Note, when planting roses, or planting anything in raised beds, we learnt:
> The deeper the soil in your bed, the more drainage - the soil will get drier, faster. Know the root profile and soil preferences of what you plant to help determine how deep the soil should be.
> If the bed doesn't have sturdy walls that extend to the top of the bed, as soon as heavy weather comes the soil will leach down and settle lower than you intended.
Our soil was in a heap about 3 1/2 feet high - way too much for our roses. Also, the stone wall surrounding it had gaps and was only about 1 ft high at most. 

When we came to fix it, half of the wall was actually submerged in soil that had settled since the autumn. In our case, this meant 3 of our 5 rose bushes had from a quarter to almost a half of their roots exposed. I'm amazed the plants are alive after spending the winter like that! 

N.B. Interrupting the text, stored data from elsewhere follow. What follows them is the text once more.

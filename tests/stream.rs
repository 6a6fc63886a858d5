mod common;

use std::ops::ControlFlow;

use common::{Person, init_logging, row, table};
use rowbind::{BindConfig, BindError, Binder, MemoryRows, Row, RowSource};

fn source(body: &[&[&str]]) -> MemoryRows {
    MemoryRows::new(table(&["Name", "Age"], body))
}

#[test]
fn stream_yields_records_in_row_order() {
    init_logging();
    let binder = Binder::new(BindConfig::strict());
    let mut stream = binder
        .stream::<Person, _>(source(&[&["Ann", "30"], &["Bo", "41"]]))
        .expect("stream");
    assert_eq!(stream.bindings().width(), 2);

    let first = stream.next().expect("first").expect("decoded");
    assert_eq!(first.name, "Ann");
    assert_eq!(stream.rows_read(), 2);

    let rest = stream.collect::<Result<Vec<_>, _>>().expect("rest");
    assert_eq!(rest.len(), 1);
    assert_eq!(rest[0].age, 41);
}

#[test]
fn stream_stops_after_first_error() {
    let binder = Binder::new(BindConfig::strict());
    let mut stream = binder
        .stream::<Person, _>(source(&[&["Ann", "30"], &["Bo", "abc"], &["Cy", "9"]]))
        .expect("stream");

    assert!(stream.next().expect("first").is_ok());
    let err = stream.next().expect("second").unwrap_err();
    assert_eq!(err.position(), Some((3, 2)));
    assert!(stream.next().is_none());
    assert!(stream.next().is_none());
}

#[test]
fn stream_checks_header_up_front() {
    let binder = Binder::new(BindConfig::strict());

    let err = binder
        .stream::<Person, _>(MemoryRows::default())
        .err()
        .expect("empty source");
    assert!(matches!(err, BindError::EmptyInput));

    let err = binder
        .stream::<Person, _>(MemoryRows::new(table(&["Name"], &[&["Ann"]])))
        .err()
        .expect("unmatched");
    assert!(matches!(err, BindError::UnmatchedFields { .. }), "{err}");
}

#[test]
fn decode_each_honours_early_break() {
    let binder = Binder::new(BindConfig::strict());
    let mut names = Vec::new();
    let delivered = binder
        .decode_each(
            source(&[&["Ann", "30"], &["Bo", "41"], &["Cy", "9"]]),
            |person: Person| {
                names.push(person.name);
                if names.len() == 2 {
                    ControlFlow::Break(())
                } else {
                    ControlFlow::Continue(())
                }
            },
        )
        .expect("decode");
    assert_eq!(delivered, 2);
    assert_eq!(names, vec!["Ann", "Bo"]);
}

#[test]
fn decode_each_reports_malformed_rows() {
    let binder = Binder::new(BindConfig::strict());
    let mut seen = 0;
    let err = binder
        .decode_each(
            source(&[&["Ann", "30"], &["Bo", "41", "extra"]]),
            |_: Person| {
                seen += 1;
                ControlFlow::Continue(())
            },
        )
        .unwrap_err();
    assert_eq!(seen, 1);
    assert!(
        matches!(err, BindError::RowLength { row: 3, .. }),
        "{err}"
    );
}

/// Fails after handing out a fixed number of rows.
struct FlakySource {
    rows: Vec<Row>,
}

impl RowSource for FlakySource {
    fn read_row(&mut self) -> anyhow::Result<Option<Row>> {
        if self.rows.is_empty() {
            anyhow::bail!("connection reset");
        }
        Ok(Some(self.rows.remove(0)))
    }
}

#[test]
fn source_failures_surface_as_source_errors() {
    let binder = Binder::new(BindConfig::strict());
    let flaky = FlakySource {
        rows: vec![row(&["Name", "Age"]), row(&["Ann", "30"])],
    };
    let results = binder
        .stream::<Person, _>(flaky)
        .expect("stream")
        .collect::<Vec<_>>();
    assert_eq!(results.len(), 2);
    assert!(results[0].is_ok());
    match &results[1] {
        Err(BindError::Source(err)) => assert!(err.to_string().contains("connection reset")),
        other => panic!("unexpected result: {other:?}"),
    }

    let mut failing = FlakySource { rows: Vec::new() };
    let mut out: Vec<Person> = Vec::new();
    let err = binder.decode(&mut failing, &mut out).unwrap_err();
    assert!(matches!(err, BindError::Source(_)), "{err}");
}

#[test]
fn boxed_elements_stream_too() {
    let binder = Binder::new(BindConfig::strict());
    let records = binder
        .stream::<Option<Box<Person>>, _>(source(&[&["Ann", "30"]]))
        .expect("stream")
        .collect::<Result<Vec<_>, _>>()
        .expect("decode");
    assert_eq!(records[0].as_deref().map(|p| p.age), Some(30));
}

Continuing with the story... Pauline and I are shoveling away, removing soil from the bed so that we could level it, have the roses lower, and build a good retaining wall. We've removed a good amount of soil, and I'm shoveling into about a 2 ft deep pile, pretty indiscriminately without giving much guidance to where the shovel goes.
When, the shovelful that I've just thrown in the wheelbarrow catches my eye and when I look back, I realize! Somehow with the sharp blade of the shovel I've scooped up and out a hibernating toad, who is now blinking, startled and thrust into the spring sunshine.
He spent about half an hour with us gathering his wits before Pauline wheeled him over to our bed with Egyption onions and 1000 year old tobacco, where he leaped off and scuttled amongst the rocks.
Moral: what is wrong for the plants (i.e. a huge pile of soil) is probably not wrong for all the other organisms that like these habitats (toads, beetles, and worms to name a few)
And a personal moral: I have now given the most abrupt wake-up call I've ever witnessed (picked up and thrown, along with your bed, 4 feet through the air after sleeping for 5 months?) and in the future have no right to complain if I'm woken up as abruptly.
For lack of pictures I'd like to give you this link where you can check out our first youtube video (completely unrelated):

Happy planting!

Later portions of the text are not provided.